(Beginning of Stored data)

use std::path::{Path, PathBuf};

use anyhow::{anyhow, bail, Result};
use directories_next::ProjectDirs;
use shadersrc::PathResolver;

const QUALIFIER: &str = "org";
const ORGANISATION: &str = "shadebox";
const APPLICATION: &str = "shadebox";
pub const CONFIG_FILE: &str = "shadebox.toml";

/// Picks the session file: an explicit path wins (with `~` and `$VAR`
/// expanded, since it may come from `SHADEBOX_CONFIG`), then
/// `./shadebox.toml`, then `<config dir>/shadebox/shadebox.toml`.
pub fn resolve_config(explicit: Option<&Path>) -> Result<PathBuf> {
    if let Some(path) = explicit {
        return PathResolver::new()?.resolve(&path.to_string_lossy());
    }
    let local = PathBuf::from(CONFIG_FILE);
    if local.is_file() {
        return Ok(local);
    }
    let project_dirs = ProjectDirs::from(QUALIFIER, ORGANISATION, APPLICATION)
        .ok_or_else(|| anyhow!("failed to determine user directories"))?;
    let candidate = project_dirs.config_dir().join(CONFIG_FILE);
    if candidate.is_file() {
        tracing::debug!(path = %candidate.display(), "using user config");
        return Ok(candidate);
    }
    bail!(
        "no {CONFIG_FILE} in the current directory or {}; pass a config path",
        project_dirs.config_dir().display()
    )
}
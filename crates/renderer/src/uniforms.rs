//! Shape-typed uniform values and the conversions from Rust argument types.
//!
//! The scalar kind comes from the argument's element type and the shape from
//! its arity, so `assign("Light", Vec3::ONE)` and `assign("Light", (1.0, 1.0, 1.0))`
//! produce the same `UniformValue`.
use glam::{
    DMat2, DMat3, DMat4, DVec2, DVec3, DVec4, IVec2, IVec3, IVec4, Mat2, Mat3, Mat4, UVec2,
    UVec3, UVec4, Vec2, Vec3, Vec4,
};

#[derive(Debug, Clone, Copy, PartialEq, Eq)]
pub enum ScalarKind {
    Float,
    Double,
    Int,
    UInt,
    Bool,
}

impl ScalarKind {
    pub fn size(self) -> usize {
        match self {
            ScalarKind::Double => 8,
            _ => 4,
        }
    }
}

#[derive(Debug, Clone, Copy, PartialEq, Eq)]
pub enum Shape {
    /// One to four components.
    Vector(u8),
    /// `data` is column-major unless `transpose` is set.
    Matrix { columns: u8, rows: u8, transpose: bool },
}

impl Shape {
    pub fn components(self) -> usize {
        match self {
            Shape::Vector(n) => n as usize,
            Shape::Matrix { columns, rows, .. } => columns as usize * rows as usize,
        }
    }

    /// (columns, rows); vectors are a single column.
    pub fn dimensions(self) -> (u8, u8) {
        match self {
            Shape::Vector(n) => (1, n),
            Shape::Matrix { columns, rows, .. } => (columns, rows),
        }
    }
}

#[derive(Debug, Clone, PartialEq)]
pub enum UniformData {
    Float(Vec<f32>),
    Double(Vec<f64>),
    Int(Vec<i32>),
    UInt(Vec<u32>),
}

impl UniformData {
    pub fn len(&self) -> usize {
        match self {
            UniformData::Float(values) => values.len(),
            UniformData::Double(values) => values.len(),
            UniformData::Int(values) => values.len(),
            UniformData::UInt(values) => values.len(),
        }
    }

    pub fn is_empty(&self) -> bool {
        self.len() == 0
    }

    fn kind(&self) -> ScalarKind {
        match self {
            UniformData::Float(_) => ScalarKind::Float,
            UniformData::Double(_) => ScalarKind::Double,
            UniformData::Int(_) => ScalarKind::Int,
            UniformData::UInt(_) => ScalarKind::UInt,
        }
    }

    fn write_scalar(&self, index: usize, dst: &mut [u8]) {
        match self {
            UniformData::Float(values) => dst[..4].copy_from_slice(&values[index].to_ne_bytes()),
            UniformData::Double(values) => dst[..8].copy_from_slice(&values[index].to_ne_bytes()),
            UniformData::Int(values) => dst[..4].copy_from_slice(&values[index].to_ne_bytes()),
            UniformData::UInt(values) => dst[..4].copy_from_slice(&values[index].to_ne_bytes()),
        }
    }
}

/// A value ready to be forwarded to a uniform: `count()` elements of `shape`.
#[derive(Debug, Clone, PartialEq)]
pub struct UniformValue {
    pub shape: Shape,
    pub data: UniformData,
}

/// Where and how a uniform lives inside a block's backing memory.
#[derive(Debug, Clone, Copy, PartialEq, Eq, Default)]
pub struct MemberLayout {
    pub offset: usize,
    pub array_stride: usize,
    pub matrix_stride: usize,
    pub row_major: bool,
}

impl UniformValue {
    pub fn kind(&self) -> ScalarKind {
        self.data.kind()
    }

    /// Number of array elements carried.
    pub fn count(&self) -> usize {
        let components = self.shape.components().max(1);
        self.data.len() / components
    }

    pub fn describe(&self) -> String {
        let kind = format!("{:?}", self.kind()).to_lowercase();
        let shape = match self.shape {
            Shape::Vector(1) => kind,
            Shape::Vector(n) => format!("{kind}x{n}"),
            Shape::Matrix { columns, rows, .. } => format!("{kind} mat{columns}x{rows}"),
        };
        match self.count() {
            1 => shape,
            n => format!("{shape}[{n}]"),
        }
    }

    /// Packs the value into `dst` following `layout` (std140 strides as
    /// reported by introspection). Returns false, writing nothing, when the
    /// value would not fit.
    pub fn write_packed(&self, dst: &mut [u8], layout: MemberLayout) -> bool {
        let scalar = self.kind().size();
        let (columns, rows) = self.shape.dimensions();
        let (columns, rows) = (columns as usize, rows as usize);
        let element_span = match self.shape {
            Shape::Vector(n) => n as usize * scalar,
            Shape::Matrix { .. } => {
                let major = if layout.row_major { rows } else { columns };
                let minor = if layout.row_major { columns } else { rows };
                let stride = layout.matrix_stride.max(minor * scalar);
                (major - 1) * stride + minor * scalar
            }
        };
        let element_stride = if layout.array_stride == 0 {
            element_span
        } else {
            layout.array_stride
        };

        let count = self.count();
        if count == 0 {
            return false;
        }
        let end = layout.offset + (count - 1) * element_stride + element_span;
        if end > dst.len() {
            return false;
        }

        let per_element = columns * rows;
        for element in 0..count {
            let base = layout.offset + element * element_stride;
            match self.shape {
                Shape::Vector(n) => {
                    for component in 0..n as usize {
                        let at = base + component * scalar;
                        self.data
                            .write_scalar(element * per_element + component, &mut dst[at..]);
                    }
                }
                Shape::Matrix { transpose, .. } => {
                    let stride = layout.matrix_stride.max(
                        if layout.row_major { columns } else { rows } * scalar,
                    );
                    for column in 0..columns {
                        for row in 0..rows {
                            let source = if transpose {
                                row * columns + column
                            } else {
                                column * rows + row
                            };
                            let at = if layout.row_major {
                                base + row * stride + column * scalar
                            } else {
                                base + column * stride + row * scalar
                            };
                            self.data
                                .write_scalar(element * per_element + source, &mut dst[at..]);
                        }
                    }
                }
            }
        }
        true
    }
}

/// Conversion from Rust argument types into a shaped [`UniformValue`].
pub trait IntoUniform {
    fn into_uniform(self) -> UniformValue;
}

impl IntoUniform for UniformValue {
    fn into_uniform(self) -> UniformValue {
        self
    }
}

/// Marks matrix data as row-major so the API transposes it on upload.
#[derive(Debug, Clone, Copy)]
pub struct Transposed<M>(pub M);

impl<M: IntoUniform> IntoUniform for Transposed<M> {
    fn into_uniform(self) -> UniformValue {
        let mut value = self.0.into_uniform();
        if let Shape::Matrix { transpose, .. } = &mut value.shape {
            *transpose = !*transpose;
        }
        value
    }
}

fn vector(data: UniformData, size: u8) -> UniformValue {
    UniformValue {
        shape: Shape::Vector(size),
        data,
    }
}

macro_rules! array_uniform {
    ($ty:ty, $variant:ident, $size:literal) => {
        impl IntoUniform for [$ty; $size] {
            fn into_uniform(self) -> UniformValue {
                vector(UniformData::$variant(self.to_vec()), $size)
            }
        }
    };
}

macro_rules! scalar_uniform {
    ($ty:ty, $variant:ident) => {
        impl IntoUniform for $ty {
            fn into_uniform(self) -> UniformValue {
                vector(UniformData::$variant(vec![self]), 1)
            }
        }

        array_uniform!($ty, $variant, 1);
        array_uniform!($ty, $variant, 2);
        array_uniform!($ty, $variant, 3);
        array_uniform!($ty, $variant, 4);

        impl IntoUniform for ($ty, $ty) {
            fn into_uniform(self) -> UniformValue {
                vector(UniformData::$variant(vec![self.0, self.1]), 2)
            }
        }

        impl IntoUniform for ($ty, $ty, $ty) {
            fn into_uniform(self) -> UniformValue {
                vector(UniformData::$variant(vec![self.0, self.1, self.2]), 3)
            }
        }

        impl IntoUniform for ($ty, $ty, $ty, $ty) {
            fn into_uniform(self) -> UniformValue {
                vector(UniformData::$variant(vec![self.0, self.1, self.2, self.3]), 4)
            }
        }

        /// A scalar array (`uniform float weights[8]`).
        impl IntoUniform for &[$ty] {
            fn into_uniform(self) -> UniformValue {
                vector(UniformData::$variant(self.to_vec()), 1)
            }
        }
    };
}

scalar_uniform!(f32, Float);
scalar_uniform!(f64, Double);
scalar_uniform!(i32, Int);
scalar_uniform!(u32, UInt);

impl IntoUniform for bool {
    fn into_uniform(self) -> UniformValue {
        vector(UniformData::Int(vec![i32::from(self)]), 1)
    }
}

macro_rules! glam_vector_uniform {
    ($ty:ty, $variant:ident, $size:literal) => {
        impl IntoUniform for $ty {
            fn into_uniform(self) -> UniformValue {
                vector(UniformData::$variant(self.to_array().to_vec()), $size)
            }
        }

        impl IntoUniform for &[$ty] {
            fn into_uniform(self) -> UniformValue {
                let data = self.iter().flat_map(|v| v.to_array()).collect();
                vector(UniformData::$variant(data), $size)
            }
        }
    };
}

glam_vector_uniform!(Vec2, Float, 2);
glam_vector_uniform!(Vec3, Float, 3);
glam_vector_uniform!(Vec4, Float, 4);
glam_vector_uniform!(DVec2, Double, 2);
glam_vector_uniform!(DVec3, Double, 3);
glam_vector_uniform!(DVec4, Double, 4);
glam_vector_uniform!(IVec2, Int, 2);
glam_vector_uniform!(IVec3, Int, 3);
glam_vector_uniform!(IVec4, Int, 4);
glam_vector_uniform!(UVec2, UInt, 2);
glam_vector_uniform!(UVec3, UInt, 3);
glam_vector_uniform!(UVec4, UInt, 4);

macro_rules! glam_matrix_uniform {
    ($ty:ty, $variant:ident, $size:literal) => {
        impl IntoUniform for $ty {
            fn into_uniform(self) -> UniformValue {
                UniformValue {
                    shape: Shape::Matrix {
                        columns: $size,
                        rows: $size,
                        transpose: false,
                    },
                    data: UniformData::$variant(self.to_cols_array().to_vec()),
                }
            }
        }

        impl IntoUniform for &[$ty] {
            fn into_uniform(self) -> UniformValue {
                UniformValue {
                    shape: Shape::Matrix {
                        columns: $size,
                        rows: $size,
                        transpose: false,
                    },
                    data: UniformData::$variant(
                        self.iter().flat_map(|m| m.to_cols_array()).collect(),
                    ),
                }
            }
        }
    };
}

glam_matrix_uniform!(Mat2, Float, 2);
glam_matrix_uniform!(Mat3, Float, 3);
glam_matrix_uniform!(Mat4, Float, 4);
glam_matrix_uniform!(DMat2, Double, 2);
glam_matrix_uniform!(DMat3, Double, 3);
glam_matrix_uniform!(DMat4, Double, 4);

#[cfg(test)]
mod tests {
    use super::*;

    fn floats(bytes: &[u8]) -> Vec<f32> {
        bytes
            .chunks_exact(4)
            .map(|c| f32::from_ne_bytes([c[0], c[1], c[2], c[3]]))
            .collect()
    }

    #[test]
    fn tuples_and_glam_agree() {
        assert_eq!((1.0f32, 2.0, 3.0).into_uniform(), Vec3::new(1.0, 2.0, 3.0).into_uniform());
        assert_eq!([1u32, 2].into_uniform().shape, Shape::Vector(2));
        assert_eq!(true.into_uniform().data, UniformData::Int(vec![1]));
    }

    #[test]
    fn transposed_flips_matrix_flag_only() {
        let value = Transposed(Mat4::IDENTITY).into_uniform();
        assert_eq!(
            value.shape,
            Shape::Matrix {
                columns: 4,
                rows: 4,
                transpose: true
            }
        );
        let scalar = Transposed(2.0f32).into_uniform();
        assert_eq!(scalar.shape, Shape::Vector(1));
    }

    #[test]
    fn counts_array_elements() {
        let lights: &[Vec3] = &[Vec3::ZERO, Vec3::ONE];
        let value = lights.into_uniform();
        assert_eq!(value.count(), 2);
        assert_eq!(value.describe(), "floatx3[2]");
        assert_eq!(Mat4::IDENTITY.into_uniform().describe(), "float mat4x4");
    }

    #[test]
    fn packs_vec3_array_with_std140_stride() {
        let lights: &[Vec3] = &[Vec3::new(1.0, 2.0, 3.0), Vec3::new(4.0, 5.0, 6.0)];
        let mut buffer = vec![0u8; 32];
        let layout = MemberLayout {
            offset: 0,
            array_stride: 16,
            ..Default::default()
        };
        assert!(lights.into_uniform().write_packed(&mut buffer, layout));
        assert_eq!(
            floats(&buffer),
            vec![1.0, 2.0, 3.0, 0.0, 4.0, 5.0, 6.0, 0.0]
        );
    }

    #[test]
    fn packs_mat3_with_padded_columns() {
        let matrix = Mat3::from_cols_array(&[1.0, 2.0, 3.0, 4.0, 5.0, 6.0, 7.0, 8.0, 9.0]);
        let mut buffer = vec![0u8; 48];
        let layout = MemberLayout {
            offset: 0,
            array_stride: 0,
            matrix_stride: 16,
            row_major: false,
        };
        assert!(matrix.into_uniform().write_packed(&mut buffer, layout));
        assert_eq!(
            floats(&buffer),
            vec![1.0, 2.0, 3.0, 0.0, 4.0, 5.0, 6.0, 0.0, 7.0, 8.0, 9.0, 0.0]
        );
    }

    #[test]
    fn transposed_data_lands_column_major() {
        let row_major = [1.0f32, 2.0, 3.0, 4.0];
        let value = Transposed(Mat2::from_cols_array(&row_major)).into_uniform();
        let mut buffer = vec![0u8; 16];
        let layout = MemberLayout {
            matrix_stride: 8,
            ..Default::default()
        };
        assert!(value.write_packed(&mut buffer, layout));
        assert_eq!(floats(&buffer), vec![1.0, 3.0, 2.0, 4.0]);
    }

    #[test]
    fn refuses_out_of_bounds_writes() {
        let mut buffer = vec![0u8; 8];
        let layout = MemberLayout {
            offset: 4,
            ..Default::default()
        };
        assert!(!Vec2::ONE.into_uniform().write_packed(&mut buffer, layout));
        assert!(buffer.iter().all(|b| *b == 0));
    }
}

(End of Stored data)

> The problem
In the data above, how many lines include the word "format"? Answer with the number only.

> Exercise result
4